Roy brought much elan to our monthly meetings along with some mighty fine spirits. Always a fun, upbeat soul. (Pat Perkins)
Roy was a gem of a gentleman, full of fun and kindness. I'm so glad he was brave enough to join our ladies circle and bring lots of laughter to our group. (Jeanie Anderson)
Roy was a witty and joyful part of our group, kept us laughing at his Irish humor and wonderful insights in his writing. He always brought a bottle of Prosecco to our Christmas meeting. The room seemed a bit brighter when Roy walked in and he will be greatly missed by his "fifteen ladies." (Peggy Keonjian)
Roy was full of JOY and HUMOR and WIT. I am so glad I got to know him because of Jottings. As I write this I can hear his laugh and his warm Irish words. (Joan Waldron)
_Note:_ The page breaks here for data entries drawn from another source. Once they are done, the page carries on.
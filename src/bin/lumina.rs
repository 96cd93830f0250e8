use std::fs::File;
use std::io::{BufReader, Write as _};
use std::path::{Path, PathBuf};

use anyhow::Context as _;
use clap::{Args, Parser, Subcommand, ValueEnum};
use lumina::{
    AcceptRecommended, Answers, DesignSession, EngineOpts, PayloadForm, RooflineConfiguration,
};
use serde::Serialize;

#[derive(Parser, Debug)]
#[command(name = "lumina", version)]
struct Cli {
    /// Log pipeline decisions to stderr.
    #[arg(long, short, global = true)]
    verbose: bool,

    #[command(subcommand)]
    cmd: Command,
}

#[derive(Subcommand, Debug)]
enum Command {
    /// Parse text into a design intent.
    Parse(DesignArgs),
    /// Parse, then check the intent against a roofline.
    Check(DesignArgs),
    /// Print the clarification questions for a design.
    Questions(DesignArgs),
    /// Parse, check, apply answers and emit a controller payload.
    Compile(CompileArgs),
}

#[derive(Args, Debug)]
struct DesignArgs {
    /// Lighting instruction.
    #[arg(long)]
    text: String,

    /// Roofline configuration JSON.
    #[arg(long)]
    roofline: Option<PathBuf>,

    /// Engine options JSON; missing fields keep their defaults.
    #[arg(long)]
    opts: Option<PathBuf>,

    /// Write JSON here instead of stdout.
    #[arg(long)]
    out: Option<PathBuf>,
}

#[derive(Args, Debug)]
struct CompileArgs {
    #[command(flatten)]
    design: DesignArgs,

    /// Answers JSON: question id to an option id, or to `{"option": .., "value": ..}` when a
    /// value is entered by hand.
    #[arg(long)]
    answers: Option<PathBuf>,

    /// Answer whatever is still open with the recommended option.
    #[arg(long, default_value_t = false)]
    accept_recommended: bool,

    /// Payload form.
    #[arg(long, value_enum, default_value_t = Form::Pixels)]
    form: Form,
}

#[derive(ValueEnum, Clone, Copy, Debug)]
enum Form {
    Pixels,
    Segment,
}

impl From<Form> for PayloadForm {
    fn from(f: Form) -> Self {
        match f {
            Form::Pixels => PayloadForm::Pixels,
            Form::Segment => PayloadForm::Segment,
        }
    }
}

fn main() -> anyhow::Result<()> {
    let cli = Cli::parse();
    let level = if cli.verbose {
        tracing::Level::DEBUG
    } else {
        tracing::Level::WARN
    };
    tracing_subscriber::fmt()
        .with_max_level(level)
        .with_writer(std::io::stderr)
        .init();

    match cli.cmd {
        Command::Parse(args) => cmd_parse(args),
        Command::Check(args) => cmd_check(args),
        Command::Questions(args) => cmd_questions(args),
        Command::Compile(args) => cmd_compile(args),
    }
}

fn open_session(args: &DesignArgs) -> anyhow::Result<DesignSession> {
    let opts = match &args.opts {
        Some(p) => EngineOpts::from_path(p)
            .with_context(|| format!("load engine options '{}'", p.display()))?,
        None => EngineOpts::default(),
    };
    let config = match &args.roofline {
        Some(p) => Some(
            RooflineConfiguration::from_path(p)
                .with_context(|| format!("load roofline '{}'", p.display()))?,
        ),
        None => None,
    };
    let mut session = DesignSession::new(config, opts);
    session.parse(&args.text);
    Ok(session)
}

fn cmd_parse(args: DesignArgs) -> anyhow::Result<()> {
    let session = open_session(&args)?;
    emit(args.out.as_deref(), &session.intent())
}

fn cmd_check(args: DesignArgs) -> anyhow::Result<()> {
    let mut session = open_session(&args)?;
    let report = session.check().context("check design")?;

    #[derive(Serialize)]
    struct CheckOutput<'a> {
        report: &'a lumina::SolveReport,
        intent: Option<&'a lumina::DesignIntent>,
    }
    emit(
        args.out.as_deref(),
        &CheckOutput {
            report: &report,
            intent: session.intent(),
        },
    )
}

fn cmd_questions(args: DesignArgs) -> anyhow::Result<()> {
    let mut session = open_session(&args)?;
    if session.config().is_some() {
        session.check().context("check design")?;
    }
    emit(args.out.as_deref(), &session.questions())
}

fn cmd_compile(args: CompileArgs) -> anyhow::Result<()> {
    let mut session = open_session(&args.design)?;
    session.check().context("check design")?;

    if let Some(path) = &args.answers {
        let answers = read_answers(path)?;
        session.answer(&answers)?;
    }
    if args.accept_recommended {
        let outcome = session.resolve_with(&mut AcceptRecommended)?;
        tracing::debug!(?outcome, "accepted recommendations");
    }
    if let Some(intent) = session.intent()
        && !intent.is_resolved()
    {
        tracing::warn!(
            remaining = intent.ambiguities().len(),
            confidence = intent.confidence(),
            "compiling with unresolved ambiguities"
        );
    }

    let payload = session.payload(args.form.into())?;
    emit(args.design.out.as_deref(), &payload)
}

fn read_answers(path: &Path) -> anyhow::Result<Answers> {
    let f = File::open(path).with_context(|| format!("open answers '{}'", path.display()))?;
    serde_json::from_reader(BufReader::new(f))
        .with_context(|| format!("parse answers '{}'", path.display()))
}

fn emit<T: Serialize>(out: Option<&Path>, value: &T) -> anyhow::Result<()> {
    let json = serde_json::to_string_pretty(value).context("serialize output")?;
    match out {
        Some(path) => {
            if let Some(parent) = path.parent()
                && !parent.as_os_str().is_empty()
            {
                std::fs::create_dir_all(parent)
                    .with_context(|| format!("create output dir '{}'", parent.display()))?;
            }
            std::fs::write(path, json).with_context(|| format!("write '{}'", path.display()))?;
            eprintln!("wrote {}", path.display());
        }
        None => {
            let mut stdout = std::io::stdout().lock();
            writeln!(stdout, "{json}").context("write stdout")?;
        }
    }
    Ok(())
}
Roy sensed that stories are medicine and he embedded his with instructions to guide us through the complexities of life. Over it all he sprinkled pixie dust to make us smile. (Cherie Dupuis)
Dear Roy, What is it you have "crossed over"? What has "passed on"? Are you really "not with us anymore"? How come I hear echoes of your bright spirit and even see you in your Orange cashmere sweater when I close my eyes? I am lucky to have been one of your 15 Jottings Sisters, recipient of your wisdom and sensitivity. Thank you. Goodbye for now. (Norma Heyser)
Cherie Dupuis is coordinator of the Jottings Group at The Lake Oswego Adult Community Center.